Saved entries
• • • • •

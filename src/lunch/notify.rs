//! 应用内通知：单槽位展示，新通知顶掉旧通知，过期靠计时器回收

use std::time::Duration;

use serde::{Deserialize, Serialize};
use tracing::debug;

use crate::lunch::friend::models::Friend;

/// 通知在槽位里的存活时长，超时未点击自动消失
pub const NOTIFICATION_TTL: Duration = Duration::from_secs(5);

/// 发现完美匹配后延迟这么久再弹通知
pub const MATCH_PRESENT_DELAY: Duration = Duration::from_secs(1);

#[derive(Debug, Clone, Copy, PartialEq, Eq, Serialize, Deserialize)]
#[serde(rename_all = "snake_case")]
pub enum NotificationKind {
    FriendRequest,
    PerfectMatch,
    IncomingInvite,
}

/// 一条应用内通知，kind 决定点击后的跳转
#[derive(Debug, Clone, Serialize)]
pub struct Notification {
    pub title: String,
    pub body: String,
    pub kind: NotificationKind,
    /// 匹配、邀约类通知携带的好友
    pub friend: Option<Friend>,
    #[serde(skip)]
    generation: u64,
}

/// 点击通知后应进入的界面
#[derive(Debug, Clone, PartialEq)]
pub enum NotificationRoute {
    /// 打开好友申请列表
    OpenFriendRequests,
    /// 进入与该好友的约饭确认
    OpenPairwiseConfirm(Friend),
    /// 进入该好友发来的邀约
    OpenIncomingInvite(Friend),
}

/// 单槽位通知中心。post 返回代数，计时器带着代数来过期，
/// 只有槽位里仍是同一条时才真正清掉，被新通知顶掉的过期无效
#[derive(Debug, Default)]
pub struct NotificationCenter {
    slot: Option<Notification>,
    generation: u64,
}

impl NotificationCenter {
    pub fn new() -> Self {
        Self::default()
    }

    /// 写入槽位并顶掉旧通知，返回这条通知的代数
    pub fn post(
        &mut self,
        title: impl Into<String>,
        body: impl Into<String>,
        kind: NotificationKind,
        friend: Option<Friend>,
    ) -> u64 {
        self.generation += 1;
        let notification = Notification {
            title: title.into(),
            body: body.into(),
            kind,
            friend,
            generation: self.generation,
        };
        debug!(
            "[Notify] 📥 通知入槽: {} (kind={:?}, gen={})",
            notification.title, notification.kind, self.generation
        );
        self.slot = Some(notification);
        self.generation
    }

    /// 计时器到点回收。代数对不上说明槽位已被更新的通知占据
    pub fn expire(&mut self, generation: u64) -> bool {
        match &self.slot {
            Some(n) if n.generation == generation => {
                debug!("[Notify] ⏰ 通知过期回收 (gen={})", generation);
                self.slot = None;
                true
            }
            _ => false,
        }
    }

    /// 手动关闭当前通知
    pub fn dismiss(&mut self) -> bool {
        self.slot.take().is_some()
    }

    /// 点击通知：清空槽位并给出跳转目标。
    /// 匹配、邀约类通知缺失好友载荷时只清空不跳转
    pub fn click(&mut self) -> Option<NotificationRoute> {
        let notification = self.slot.take()?;
        match notification.kind {
            NotificationKind::FriendRequest => Some(NotificationRoute::OpenFriendRequests),
            NotificationKind::PerfectMatch => notification
                .friend
                .map(NotificationRoute::OpenPairwiseConfirm),
            NotificationKind::IncomingInvite => notification
                .friend
                .map(NotificationRoute::OpenIncomingInvite),
        }
    }

    pub fn current(&self) -> Option<&Notification> {
        self.slot.as_ref()
    }
}

#[cfg(test)]
mod tests {
    use super::*;
    use crate::lunch::friend::models::FriendStatus;

    fn friend(id: &str, nickname: &str) -> Friend {
        Friend {
            id: id.to_string(),
            nickname: nickname.to_string(),
            avatar_color: "bg-blue-500".to_string(),
            short_id: String::new(),
            note: String::new(),
            status: FriendStatus::Active,
            lunch_plan: None,
        }
    }

    #[test]
    fn test_post_replaces_previous_notification() {
        let mut center = NotificationCenter::new();
        center.post("新好友请求", "干饭王 请求添加你为好友", NotificationKind::FriendRequest, None);
        center.post(
            "发现完美匹配 ✨",
            "你和 产品阿强 的口味很合！",
            NotificationKind::PerfectMatch,
            Some(friend("1", "产品阿强")),
        );
        let current = center.current().unwrap();
        assert_eq!(current.kind, NotificationKind::PerfectMatch);
    }

    #[test]
    fn test_stale_expiry_does_not_clear_newer_notification() {
        let mut center = NotificationCenter::new();
        let first = center.post(
            "收到约饭邀请",
            "设计师小美 想要和你约饭",
            NotificationKind::IncomingInvite,
            Some(friend("2", "设计师小美")),
        );
        let second = center.post(
            "收到约饭邀请",
            "Java老哥 想要和你约饭",
            NotificationKind::IncomingInvite,
            Some(friend("3", "Java老哥")),
        );

        assert!(!center.expire(first));
        let survivor = center.current().unwrap();
        assert_eq!(survivor.friend.as_ref().unwrap().id, "3");

        assert!(center.expire(second));
        assert!(center.current().is_none());
    }

    #[test]
    fn test_click_clears_and_routes_by_kind() {
        let mut center = NotificationCenter::new();
        center.post("新好友请求", "有人想加你", NotificationKind::FriendRequest, None);
        assert_eq!(center.click(), Some(NotificationRoute::OpenFriendRequests));
        assert!(center.current().is_none());
        assert_eq!(center.click(), None);

        center.post(
            "发现完美匹配 ✨",
            "你和 产品阿强 的口味很合！",
            NotificationKind::PerfectMatch,
            Some(friend("1", "产品阿强")),
        );
        match center.click() {
            Some(NotificationRoute::OpenPairwiseConfirm(f)) => assert_eq!(f.id, "1"),
            other => panic!("期望进入约饭确认, 实际 {:?}", other),
        }
    }

    #[test]
    fn test_click_without_friend_payload_only_clears() {
        let mut center = NotificationCenter::new();
        center.post("发现完美匹配 ✨", "口味很合！", NotificationKind::PerfectMatch, None);
        assert_eq!(center.click(), None);
        assert!(center.current().is_none());
    }

    #[test]
    fn test_dismiss_empties_slot() {
        let mut center = NotificationCenter::new();
        assert!(!center.dismiss());
        center.post("新好友请求", "有人想加你", NotificationKind::FriendRequest, None);
        assert!(center.dismiss());
        assert!(center.current().is_none());
    }
}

• • • • •

• **Task instructions**: Would you please give all of the records again exactly as they stand?

• **Solution to the exercise**:
filename src/lunch/notify.rs
//! 应用内通知：单槽位展示，新通知顶掉旧通知，过期靠计时器回收

use std::time::Duration;

use serde::{Deserialize, Serialize};
use tracing::debug;

use crate::lunch::friend::models::Friend;

/// 通知在槽位里的存活时长，超时未点击自动消失
pub const NOTIFICATION_TTL: Duration = Duration::from_secs(5);

/// 发现完美匹配后延迟这么久再弹通知
pub const MATCH_PRESENT_DELAY: Duration = Duration::from_secs(1);

#[derive(Debug, Clone, Copy, PartialEq, Eq, Serialize, Deserialize)]
#[serde(rename_all = "snake_case")]
pub enum NotificationKind {
    FriendRequest,
    PerfectMatch,
    IncomingInvite,
}

/// 一条应用内通知，kind 决定点击后的跳转
#[derive(Debug, Clone, Serialize)]
pub struct Notification {
    pub title: String,
    pub body: String,
    pub kind: NotificationKind,
    /// 匹配、邀约类通知携带的好友
    pub friend: Option<Friend>,
    #[serde(skip)]
    generation: u64,
}

/// 点击通知后应进入的界面
#[derive(Debug, Clone, PartialEq)]
pub enum NotificationRoute {
    /// 打开好友申请列表
    OpenFriendRequests,
    /// 进入与该好友的约饭确认
    OpenPairwiseConfirm(Friend),
    /// 进入该好友发来的邀约
    OpenIncomingInvite(Friend),
}

/// 单槽位通知中心。post 返回代数，计时器带着代数来过期，
/// 只有槽位里仍是同一条时才真正清掉，被新通知顶掉的过期无效
#[derive(Debug, Default)]
pub struct NotificationCenter {
    slot: Option<Notification>,
    generation: u64,
}

impl NotificationCenter {
    pub fn new() -> Self {
        Self::default()
    }

    /// 写入槽位并顶掉旧通知，返回这条通知的代数
    pub fn post(
        &mut self,
        title: impl Into<String>,
        body: impl Into<String>,
        kind: NotificationKind,
        friend: Option<Friend>,
    ) -> u64 {
        self.generation += 1;
        let notification = Notification {
            title: title.into(),
            body: body.into(),
            kind,
            friend,
            generation: self.generation,
        };
        debug!(
            "[Notify] 📥 通知入槽: {} (kind={:?}, gen={})",
            notification.title, notification.kind, self.generation
        );
        self.slot = Some(notification);
        self.generation
    }

    /// 计时器到点回收。代数对不上说明槽位已被更新的通知占据
    pub fn expire(&mut self, generation: u64) -> bool {
        match &self.slot {
            Some(n) if n.generation == generation => {
                debug!("[Notify] ⏰ 通知过期回收 (gen={})", generation);
                self.slot = None;
                true
            }
            _ => false,
        }
    }

    /// 手动关闭当前通知
    pub fn dismiss(&mut self) -> bool {
        self.slot.take().is_some()
    }

    /// 点击通知：清空槽位并给出跳转目标。
    /// 匹配、邀约类通知缺失好友载荷时只清空不跳转
    pub fn click(&mut self) -> Option<NotificationRoute> {
        let notification = self.slot.take()?;
        match notification.kind {
            NotificationKind::FriendRequest => Some(NotificationRoute::OpenFriendRequests),
            NotificationKind::PerfectMatch => notification
                .friend
                .map(NotificationRoute::OpenPairwiseConfirm),
            NotificationKind::IncomingInvite => notification
                .friend
                .map(NotificationRoute::OpenIncomingInvite),
        }
    }

    pub fn current(&self) -> Option<&Notification> {
        self.slot.as_ref()
    }
}

#[cfg(test)]
mod tests {
    use super::*;
    use crate::lunch::friend::models::FriendStatus;

    fn friend(id: &str, nickname: &str) -> Friend {
        Friend {
            id: id.to_string(),
            nickname: nickname.to_string(),
            avatar_color: "bg-blue-500".to_string(),
            short_id: String::new(),
            note: String::new(),
            status: FriendStatus::Active,
            lunch_plan: None,
        }
    }

    #[test]
    fn test_post_replaces_previous_notification() {
        let mut center = NotificationCenter::new();
        center.post("新好友请求", "干饭王 请求添加你为好友", NotificationKind::FriendRequest, None);
        center.post(
            "发现完美匹配 ✨",
            "你和 产品阿强 的口味很合！",
            NotificationKind::PerfectMatch,
            Some(friend("1", "产品阿强")),
        );
        let current = center.current().unwrap();
        assert_eq!(current.kind, NotificationKind::PerfectMatch);
    }

    #[test]
    fn test_stale_expiry_does_not_clear_newer_notification() {
        let mut center = NotificationCenter::new();
        let first = center.post(
            "收到约饭邀请",
            "设计师小美 想要和你约饭",
            NotificationKind::IncomingInvite,
            Some(friend("2", "设计师小美")),
        );
        let second = center.post(
            "收到约饭邀请",
            "Java老哥 想要和你约饭",
            NotificationKind::IncomingInvite,
            Some(friend("3", "Java老哥")),
        );

        assert!(!center.expire(first));
        let survivor = center.current().unwrap();
        assert_eq!(survivor.friend.as_ref().unwrap().id, "3");

        assert!(center.expire(second));
        assert!(center.current().is_none());
    }

    #[test]
    fn test_click_clears_and_routes_by_kind() {
        let mut center = NotificationCenter::new();
        center.post("新好友请求", "有人想加你", NotificationKind::FriendRequest, None);
        assert_eq!(center.click(), Some(NotificationRoute::OpenFriendRequests));
        assert!(center.current().is_none());
        assert_eq!(center.click(), None);

        center.post(
            "发现完美匹配 ✨",
            "你和 产品阿强 的口味很合！",
            NotificationKind::PerfectMatch,
            Some(friend("1", "产品阿强")),
        );
        match center.click() {
            Some(NotificationRoute::OpenPairwiseConfirm(f)) => assert_eq!(f.id, "1"),
            other => panic!("期望进入约饭确认, 实际 {:?}", other),
        }
    }

    #[test]
    fn test_click_without_friend_payload_only_clears() {
        let mut center = NotificationCenter::new();
        center.post("发现完美匹配 ✨", "口味很合！", NotificationKind::PerfectMatch, None);
        assert_eq!(center.click(), None);
        assert!(center.current().is_none());
    }

    #[test]
    fn test_dismiss_empties_slot() {
        let mut center = NotificationCenter::new();
        assert!(!center.dismiss());
        center.post("新好友请求", "有人想加你", NotificationKind::FriendRequest, None);
        assert!(center.dismiss());
        assert!(center.current().is_none());
    }
}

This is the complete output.